I was made for community. I think we all were. Last week I took a test on FB to see if I am an introvert or an extrovert. I knew the answer before I took the test. My answers confirmed that I am very much an introvert. No surprise there. But, still I was made for community.
Most of us who have reached the "what now" age are now or have been part of many communities. Some large, some small. I spent the weekend in community with my daughter-in-law at The World's Longest Yard Sale. We laughed a lot. We took pictures of ugly things. She took pictures of some 8th-grade-boy-humor signs. She can share those with her e-community herself. I could have gone by myself. I would have seen the same things, made the same stops, eaten the same food while picnicking in the car, bought the same things, and spoken in passing to the same people from stop to stop. But, for me the enjoyment would have been greatly diminished. Being in community with her is what created the fun.
I would not have survived as successfully the challenges of being a new mother without community. We called ourselves the Tuna Sandwich Gang. Pretty much, we were all in the same boat. Not much money, little kids, no jobs, and seemingly unending time on our hands. It was great........because of community. Weekly, we gathered ourselves, our children, and whatever we had to offer for lunch. Half a bag of chips, a partial loaf of bread, 1/3 bottle of Coke, or a can of tuna ~ it didn't matter, we shared it. One member of our group could make a can of tuna stretch like the loaves and fishes. It was amazing. The tuna fed us, but the community sustained us. We do not see each other as regularly now as we did then, but the love and the gratitude for that community will never fade.

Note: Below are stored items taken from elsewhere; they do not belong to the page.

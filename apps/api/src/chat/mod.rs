//! The resume interview chat: category prompts, the relay endpoint, and the
//! client-side stream decoding used by consumers of the relay.

pub mod categories;
pub mod client;
pub mod conversation;
pub mod decoder;
pub mod handlers;
pub mod prompts;
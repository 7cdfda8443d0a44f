use anyhow::{Context, Result};

/// Application configuration loaded from environment variables.
/// Missing required variables fail startup, not individual requests.
#[derive(Debug, Clone)]
pub struct Config {
    /// Credential for the AI gateway. Required.
    pub llm_gateway_api_key: String,
    pub port: u16,
    pub rust_log: String,
}

impl Config {
    pub fn from_env() -> Result<Self> {
        dotenvy::dotenv().ok(); // load .env if present; ignore if missing

        Ok(Config {
            llm_gateway_api_key: require_env("LLM_GATEWAY_API_KEY")?,
            port: std::env::var("PORT")
                .unwrap_or_else(|_| "8080".to_string())
                .parse::<u16>()
                .context("PORT must be a valid port number")?,
            rust_log: std::env::var("RUST_LOG").unwrap_or_else(|_| "info".to_string()),
        })
    }
}

fn require_env(key: &str) -> Result<String> {
    std::env::var(key).with_context(|| format!("Required environment variable '{key}' is not set"))
}
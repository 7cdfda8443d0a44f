//! Saved-resume store — pluggable, trait-based per-user resume persistence.
//!
//! Default: `MemoryResumeStore` (process-local, mirrors the browser-storage
//! model the product ships with; durability is explicitly not a goal).
//! The trait is the seam where a durable backend would plug in.
//!
//! `AppState` holds an `Arc<dyn ResumeStore>`.

use std::collections::HashMap;
use std::sync::RwLock;

use anyhow::anyhow;
use async_trait::async_trait;
use uuid::Uuid;

use crate::errors::AppError;
use crate::models::resume::StoredResume;

/// Per-user CRUD over saved resumes. Listing preserves insertion order.
#[async_trait]
pub trait ResumeStore: Send + Sync {
    async fn list(&self, user_id: &str) -> Result<Vec<StoredResume>, AppError>;

    async fn add(&self, user_id: &str, resume: StoredResume) -> Result<(), AppError>;

    /// Returns `false` if no resume with that id exists for the user.
    async fn delete(&self, user_id: &str, resume_id: Uuid) -> Result<bool, AppError>;
}

/// In-memory store keyed by opaque user id.
#[derive(Default)]
pub struct MemoryResumeStore {
    inner: RwLock<HashMap<String, Vec<StoredResume>>>,
}

impl MemoryResumeStore {
    pub fn new() -> Self {
        Self::default()
    }
}

#[async_trait]
impl ResumeStore for MemoryResumeStore {
    async fn list(&self, user_id: &str) -> Result<Vec<StoredResume>, AppError> {
        let inner = self
            .inner
            .read()
            .map_err(|_| AppError::Internal(anyhow!("resume store lock poisoned")))?;
        Ok(inner.get(user_id).cloned().unwrap_or_default())
    }

    async fn add(&self, user_id: &str, resume: StoredResume) -> Result<(), AppError> {
        let mut inner = self
            .inner
            .write()
            .map_err(|_| AppError::Internal(anyhow!("resume store lock poisoned")))?;
        inner.entry(user_id.to_string()).or_default().push(resume);
        Ok(())
    }

    async fn delete(&self, user_id: &str, resume_id: Uuid) -> Result<bool, AppError> {
        let mut inner = self
            .inner
            .write()
            .map_err(|_| AppError::Internal(anyhow!("resume store lock poisoned")))?;
        let Some(resumes) = inner.get_mut(user_id) else {
            return Ok(false);
        };
        let before = resumes.len();
        resumes.retain(|r| r.id != resume_id);
        Ok(resumes.len() < before)
    }
}

#[cfg(test)]
mod tests {
    use super::*;
    use chrono::Utc;

    fn resume(title: &str) -> StoredResume {
        StoredResume {
            id: Uuid::new_v4(),
            title: title.to_string(),
            role: None,
            company: None,
            created: Utc::now(),
            status: "draft".to_string(),
            messages: vec![],
            ats_score: 0,
        }
    }

    #[tokio::test]
    async fn list_preserves_insertion_order() {
        let store = MemoryResumeStore::new();
        store.add("alice", resume("first")).await.unwrap();
        store.add("alice", resume("second")).await.unwrap();

        let listed = store.list("alice").await.unwrap();
        assert_eq!(listed.len(), 2);
        assert_eq!(listed[0].title, "first");
        assert_eq!(listed[1].title, "second");
    }

    #[tokio::test]
    async fn users_are_isolated() {
        let store = MemoryResumeStore::new();
        store.add("alice", resume("hers")).await.unwrap();

        assert!(store.list("bob").await.unwrap().is_empty());
    }

    #[tokio::test]
    async fn delete_removes_only_the_target() {
        let store = MemoryResumeStore::new();
        let keep = resume("keep");
        let drop = resume("drop");
        let drop_id = drop.id;
        store.add("alice", keep).await.unwrap();
        store.add("alice", drop).await.unwrap();

        assert!(store.delete("alice", drop_id).await.unwrap());
        let listed = store.list("alice").await.unwrap();
        assert_eq!(listed.len(), 1);
        assert_eq!(listed[0].title, "keep");

        // Second delete of the same id reports absence
        assert!(!store.delete("alice", drop_id).await.unwrap());
        assert!(!store.delete("nobody", drop_id).await.unwrap());
    }
}
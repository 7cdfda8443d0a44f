use axum::Json;
use serde_json::{json, Value};

/// GET /health
/// Returns a simple status object with service version.
pub async fn health_handler() -> Json<Value> {
    Json(json!({
        "status": "ok",
        "version": env!("CARGO_PKG_VERSION"),
        "service": "resumeai-api"
    }))
}
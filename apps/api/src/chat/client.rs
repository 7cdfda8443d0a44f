//! Client side of the chat relay: issues the request, decodes the event
//! stream incrementally, and surfaces the relay's failure classes as
//! distinct errors so callers can present each one differently.

use futures::StreamExt;
use serde::{Deserialize, Serialize};
use thiserror::Error;

use crate::chat::decoder::StreamDecoder;
use crate::models::message::ChatMessage;

#[derive(Debug, Error)]
pub enum ClientError {
    #[error("{0}")]
    RateLimited(String),

    #[error("{0}")]
    QuotaExhausted(String),

    #[error("{0}")]
    Service(String),

    #[error("HTTP error: {0}")]
    Http(#[from] reqwest::Error),
}

#[derive(Debug, Serialize)]
struct ChatRequestBody<'a> {
    messages: &'a [ChatMessage],
    #[serde(skip_serializing_if = "Option::is_none")]
    category: Option<&'a str>,
}

#[derive(Debug, Default, Deserialize)]
struct ErrorBody {
    error: Option<String>,
}

/// Consumer of the relay endpoint. One instance can serve many sequential
/// chat turns; each call to [`send`](Self::send) owns its own decoder.
#[derive(Clone)]
pub struct ChatClient {
    http: reqwest::Client,
    chat_url: String,
}

impl ChatClient {
    /// `base_url` is the relay's root, e.g. `http://localhost:8080`.
    pub fn new(base_url: impl Into<String>) -> Self {
        Self {
            http: reqwest::Client::new(),
            chat_url: format!("{}/api/v1/chat", base_url.into().trim_end_matches('/')),
        }
    }

    /// Sends the conversation so far and streams back the assistant reply.
    ///
    /// `on_delta` fires once per text fragment, in arrival order. Returns
    /// the finalized assistant text once the stream completes.
    pub async fn send(
        &self,
        messages: &[ChatMessage],
        category: Option<&str>,
        mut on_delta: impl FnMut(&str),
    ) -> Result<String, ClientError> {
        let response = self
            .http
            .post(&self.chat_url)
            .json(&ChatRequestBody { messages, category })
            .send()
            .await?;

        let status = response.status();
        if !status.is_success() {
            let body: ErrorBody = response.json().await.unwrap_or_default();
            return Err(classify_error(status.as_u16(), body.error));
        }

        let mut decoder = StreamDecoder::new();
        let mut stream = response.bytes_stream();

        // Drain the transport to completion even after the sentinel; the
        // decoder discards anything that follows it.
        while let Some(chunk) = stream.next().await {
            let chunk = chunk?;
            for delta in decoder.feed(&chunk) {
                on_delta(&delta);
            }
        }
        for delta in decoder.finish() {
            on_delta(&delta);
        }

        Ok(decoder.into_accumulated())
    }
}

fn classify_error(status: u16, message: Option<String>) -> ClientError {
    match status {
        429 => ClientError::RateLimited(
            message.unwrap_or_else(|| "Rate limit exceeded. Please wait a moment.".to_string()),
        ),
        402 => ClientError::QuotaExhausted(
            message.unwrap_or_else(|| "Usage limit reached.".to_string()),
        ),
        _ => ClientError::Service(
            message.unwrap_or_else(|| "Failed to connect to AI service".to_string()),
        ),
    }
}
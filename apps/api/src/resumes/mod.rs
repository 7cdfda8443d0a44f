//! Saved resumes: per-user CRUD over interview transcripts, with an ATS
//! score computed at save time.

pub mod ats;
pub mod handlers;
pub mod store;
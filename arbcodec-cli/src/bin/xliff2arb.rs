use std::process::ExitCode;

use arbcodec_cli::{ImportArgs, import, run};
use clap::Parser;

/// Convert an XLIFF 1.2 or 2.x document to ARB files.
#[derive(Parser, Debug)]
#[command(name = "xliff2arb", version)]
struct Cli {
    #[command(flatten)]
    args: ImportArgs,
}

fn main() -> ExitCode {
    // The version is read from the document's namespace.
    run(|cli: Cli| import("xliff", &cli.args))
}
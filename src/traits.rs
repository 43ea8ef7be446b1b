//! Traits for format-agnostic reading, writing and conversion in arbcodec.

use std::io::{BufRead, Cursor, Write};

use crate::{
    clock::Clock,
    error::Error,
    types::{ConvertOptions, ParseOptions},
};

/// A trait for documents that can be read from and written to text.
///
/// # Example
///
/// ```rust
/// use arbcodec::{arb::Bundle, traits::Parser};
/// let bundle = Bundle::from_str(r#"{"@@locale": "en_US", "hello": "Hello"}"#)?;
/// assert_eq!(bundle.messages.len(), 1);
/// assert!(bundle.to_text()?.contains("\"hello\": \"Hello\""));
/// # Ok::<(), arbcodec::Error>(())
/// ```
pub trait Parser {
    /// Parse from any reader.
    fn from_reader<R: BufRead>(reader: R) -> Result<Self, Error>
    where
        Self: Sized;

    /// Write to any writer (file, memory, etc.).
    fn to_writer<W: Write>(&self, writer: W) -> Result<(), Error>;

    /// Parse from a string.
    fn from_str(s: &str) -> Result<Self, Error>
    where
        Self: Sized,
    {
        Self::from_reader(Cursor::new(s))
    }

    /// Serialize into a string.
    fn to_text(&self) -> Result<String, Error> {
        let mut buf = Vec::new();
        self.to_writer(&mut buf)?;
        String::from_utf8(buf).map_err(|e| Error::invalid_document(e.to_string()))
    }
}

/// One interchange format: turns ARB bundles into a document and back.
///
/// Implementations never read the system time themselves; every timestamp
/// comes from the supplied [`Clock`].
pub trait Interchange {
    /// Bundle(s) → interchange document.
    fn convert(&self, options: &ConvertOptions, clock: &dyn Clock) -> Result<ParseOptions, Error>;

    /// Interchange document → bundle(s).
    fn parse(&self, options: &ParseOptions, clock: &dyn Clock) -> Result<ConvertOptions, Error>;
}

Facebook is a community of sorts. I have connected with many people through FB. I regularly communicate with people on FB who live far from me. I have a few FB friends whom I have no idea how I know them, but because we have mutual friends, and they asked to be friends on FB, and my mama taught me never ever to be exculsive I said okay and now we're FB friends. Most of my FB friends were face-to-face friends long before FB was ever heard of. Many of them I know from high school. Some are from the old neighborhood, some from the church where I grew up, some are my former students, some are new friends that I see often. Some of my FB friends are teachers with whom I work now. I love my FB community, but it alone could not satisfy my need for community.
Second only to my family, my church family is the most important community in my life. They are who I most want to run to when life gets really tough. That community consists of myriad people of all ages, ideas, backgrounds, theologies, and viewpoints. I love them. They are who I call when I need help like the nasty job of picking up our several-hours-dead dog and putting him in the back of the car when my son was not available. They are who I call when I have joyful news to share. They are who I called when my daddy was dying. They who I called when suicide touched our family. They are who I call when addictions and depression overwhelm those I love. They are who I called when job loss made finances extremely difficult. They are who bought us food and a Christmas tree and paid our mortgage for 6 months and prayed and still do pray on their faces at the Father's feet on my children's behalf. They are who I trust. They are who reflect Jesus, and they are who help me see Jesus in the faces of those in the margins. They are who challenge me to live better and love more and be more honest with myself and with them.
I am an introvert. I need community.
blessings
That was beautiful.....and now that I live alone, community is even more important to me than it was before. I find that each day I need to be in touch with someone, whether it is through FB, email, the phone, or getting together with them......it is vital to my psyche!! I am glad to be part of your community, and happy that you are part of mine!!!
ReplyDeleteSo excited to find your blog- thanks for posting the link on facebook! I LOVE this post and I'm so very thankful for the Tuna Sandwich Gang, proving your point that the community aspect of it has not faded. Its been passed to your children- and now to our children. What a legacy of community you are creating!